A los 17 años, no sin resistencia por parte de sus familiares, el confesor, padre Conrado Kigelin, la guió hacia la comunidad religiosa de Reute, cerca de Waldsee, donde algunas religiosas seguían con fervor la regla franciscana de la Tercera Orden. Le encargaron el servicio de la cocina, oficio que Isabel ejerció con dulzura y obediencia. Fue asidua en la oración y la penitencia, y amante de la soledad: no salía del convento sino por graves motivos, tanto que la llamaron «la reclusa». Se la veía a menudo orando en el jardín, de rodillas, como arrebatada en contemplación. Su conducta era tan inocente que su confesor no encontraba de qué absolverla. El demonio siguió persiguiéndola en forma de sospechas por parte de las compañeras, con situaciones de abatimiento, con la lepra y otras enfermedades y pruebas, pero ella todo lo soportaba con inalterable paciencia, con ayuda de la oración y bendiciendo a Dios. El secreto de su fortaleza estaba en la meditación de la Pasión de Cristo, objeto de su amor y regla de su vida. El Señor la favoreció marcando su cuerpo algunas veces con los signos de su Pasión: heridas como de espinas en la cabeza, signos de flagelación e incluso estigmas. Aunque aparecían sólo de vez en cuando, su dolor era continuo. Pero ella, en medio del sufrimiento, no dejaba de exclamar: «¡Gracias, Señor, porque me haces sentir los dolores de tu Pasión!».
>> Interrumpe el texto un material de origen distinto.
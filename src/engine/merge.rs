//! Combining two workbooks sheet-by-sheet into brand-new tables.

use std::collections::{BTreeMap, HashMap, HashSet};

use crate::columns::{schemas_equal, to_strings};
use crate::error::{IngestError, IngestResult};
use crate::naming::Identifier;
use crate::store::{HashedRows, Store};
use crate::types::{Sheet, Workbook};

use super::prepare::{HashPolicy, check_target_table, prepare_sheet};

/// One table created by [`merge_workbooks`].
#[derive(Debug, Clone, PartialEq, Eq)]
pub struct MergedTable {
    /// Sheet name as authored in the left workbook.
    pub sheet_name: String,
    pub table_name: String,
    pub row_count: usize,
}

/// Outcome of [`merge_workbooks`].
#[derive(Debug, Clone, PartialEq, Eq, Default)]
pub struct MergeReport {
    pub tables: Vec<MergedTable>,
}

impl MergeReport {
    pub fn table_names(&self) -> Vec<&str> {
        self.tables.iter().map(|t| t.table_name.as_str()).collect()
    }
}

/// Key used to match sheets (and target-name entries) across inputs.
pub fn sheet_key(name: &str) -> String {
    name.trim().to_lowercase()
}

fn index_sheets<'a>(workbook: &'a Workbook, side: &str) -> IngestResult<BTreeMap<String, &'a Sheet>> {
    let mut index = BTreeMap::new();
    for sheet in &workbook.sheets {
        if let Some(previous) = index.insert(sheet_key(&sheet.name), sheet) {
            return Err(IngestError::invalid_input(format!(
                "{side} workbook has sheets '{}' and '{}' that differ only by case or whitespace",
                previous.name, sheet.name
            )));
        }
    }
    Ok(index)
}

fn index_targets(targets: &HashMap<String, String>) -> IngestResult<HashMap<String, &str>> {
    let mut index = HashMap::with_capacity(targets.len());
    for (sheet, target) in targets {
        if index.insert(sheet_key(sheet), target.as_str()).is_some() {
            return Err(IngestError::invalid_input(format!(
                "target names given more than once for sheet '{sheet}'"
            )));
        }
    }
    Ok(index)
}

/// Merge two workbooks that hold the same sheets with the same columns.
///
/// `targets` maps each sheet name (matched case-insensitively, ignoring surrounding whitespace) to
/// the name of the table to create for it. For every matched sheet pair the rows of `right` come
/// first, followed by the rows of `left`, each in source order; fingerprints are computed fresh.
/// A sheet without a header row in both inputs is skipped and needs no target.
///
/// The merge is atomic: sheet sets, schemas and target names are all validated before anything is
/// written, and the tables are created in one transaction. Existing tables are never replaced.
pub fn merge_workbooks(
    store: &mut Store,
    left: &Workbook,
    right: &Workbook,
    targets: &HashMap<String, String>,
) -> IngestResult<MergeReport> {
    if left.is_empty() || right.is_empty() {
        return Err(IngestError::invalid_input("merge inputs must each have at least one sheet"));
    }

    let left_index = index_sheets(left, "left")?;
    let right_index = index_sheets(right, "right")?;

    let only_in_left: Vec<String> = left_index
        .iter()
        .filter(|(key, _)| !right_index.contains_key(*key))
        .map(|(_, sheet)| sheet.name.clone())
        .collect();
    let only_in_right: Vec<String> = right_index
        .iter()
        .filter(|(key, _)| !left_index.contains_key(*key))
        .map(|(_, sheet)| sheet.name.clone())
        .collect();
    if !only_in_left.is_empty() || !only_in_right.is_empty() {
        return Err(IngestError::SheetSetMismatch {
            only_in_left,
            only_in_right,
        });
    }

    // Schemas first, for every sheet, so a column mismatch is reported even when a target name
    // is also missing.
    let mut combined: Vec<(&Sheet, HashedRows)> = Vec::with_capacity(left.sheets.len());
    for left_sheet in &left.sheets {
        let key = sheet_key(&left_sheet.name);
        let right_sheet = right_index[&key];

        let left_prepared = prepare_sheet(left_sheet, HashPolicy::Recompute)?;
        let right_prepared = prepare_sheet(right_sheet, HashPolicy::Recompute)?;
        if !schemas_equal(&left_prepared.rows.columns, &right_prepared.rows.columns) {
            return Err(IngestError::SchemaMismatch {
                context: format!("sheet '{}'", left_sheet.name),
                expected: to_strings(&left_prepared.rows.columns),
                actual: to_strings(&right_prepared.rows.columns),
            });
        }
        if left_prepared.rows.columns.is_empty() {
            log::warn!("sheet '{}' has no header row on either side; skipping", left_sheet.name);
            continue;
        }

        let HashedRows {
            columns,
            mut rows,
            mut hashes,
        } = right_prepared.rows;
        rows.extend(left_prepared.rows.rows);
        hashes.extend(left_prepared.rows.hashes);
        combined.push((left_sheet, HashedRows { columns, rows, hashes }));
    }

    let target_index = index_targets(targets)?;
    let mut chosen: HashSet<Identifier> = HashSet::new();
    let mut plans: Vec<(&Sheet, Identifier, HashedRows)> = Vec::with_capacity(combined.len());
    for (sheet, rows) in combined {
        let raw_target = target_index
            .get(&sheet_key(&sheet.name))
            .copied()
            .filter(|t| !t.trim().is_empty())
            .ok_or_else(|| {
                IngestError::invalid_input(format!(
                    "no target table name given for sheet '{}'",
                    sheet.name
                ))
            })?;
        let table = Identifier::normalize(raw_target.trim());
        check_target_table(&table)?;
        if store.table_exists(&table)? || !chosen.insert(table.clone()) {
            return Err(IngestError::NameCollision {
                name: table.into_string(),
            });
        }
        plans.push((sheet, table, rows));
    }

    let tx = store.transaction()?;
    for (_, table, rows) in &plans {
        tx.create_table(table, rows)?;
    }
    tx.commit()?;

    let tables = plans
        .into_iter()
        .map(|(sheet, table, rows)| {
            log::info!(
                "merged sheet '{}' into new table '{table}' ({} row(s))",
                sheet.name,
                rows.row_count()
            );
            MergedTable {
                sheet_name: sheet.name.clone(),
                table_name: table.into_string(),
                row_count: rows.row_count(),
            }
        })
        .collect();

    Ok(MergeReport { tables })
}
También fue privilegiada con visiones de los santos del cielo y de las almas del purgatorio, y obtuvo que que algunas de dichas almas se aparecieran a su confesor para solicitarle los sufragios y las aplicaciones de santas misas. Durante el concilio ecuménico de Costanza predijo el final del gran cisma de Occidente y la elección del papa Martín V. Y tuvo el don de ver en lo secreto del corazón humano. Sin embargo, pese a haber sido enriquecida por tantos dones del Espíritu, Isabel conservó siempre una gran humildad. El padre Conrado Kigelin, canónigo regular agustino, la guió y acompañó siempre, y nos dejó también una pequeña biografía de la beata escrita por él mismo. Murió en Reute el 25 de noviembre de 1420, a los 34 años de edad. Su culto se hizo popular en Suecia, sobre todo después del reconocimiento de su cuerpo en 1623, por parte del preboste de Waldsee. A consecuencia de sus numerosos milagros pidieron a la Santa Sede el reconocimiento del culto, que fue aprobado por Clemente XIII el 19 de junio de 1766.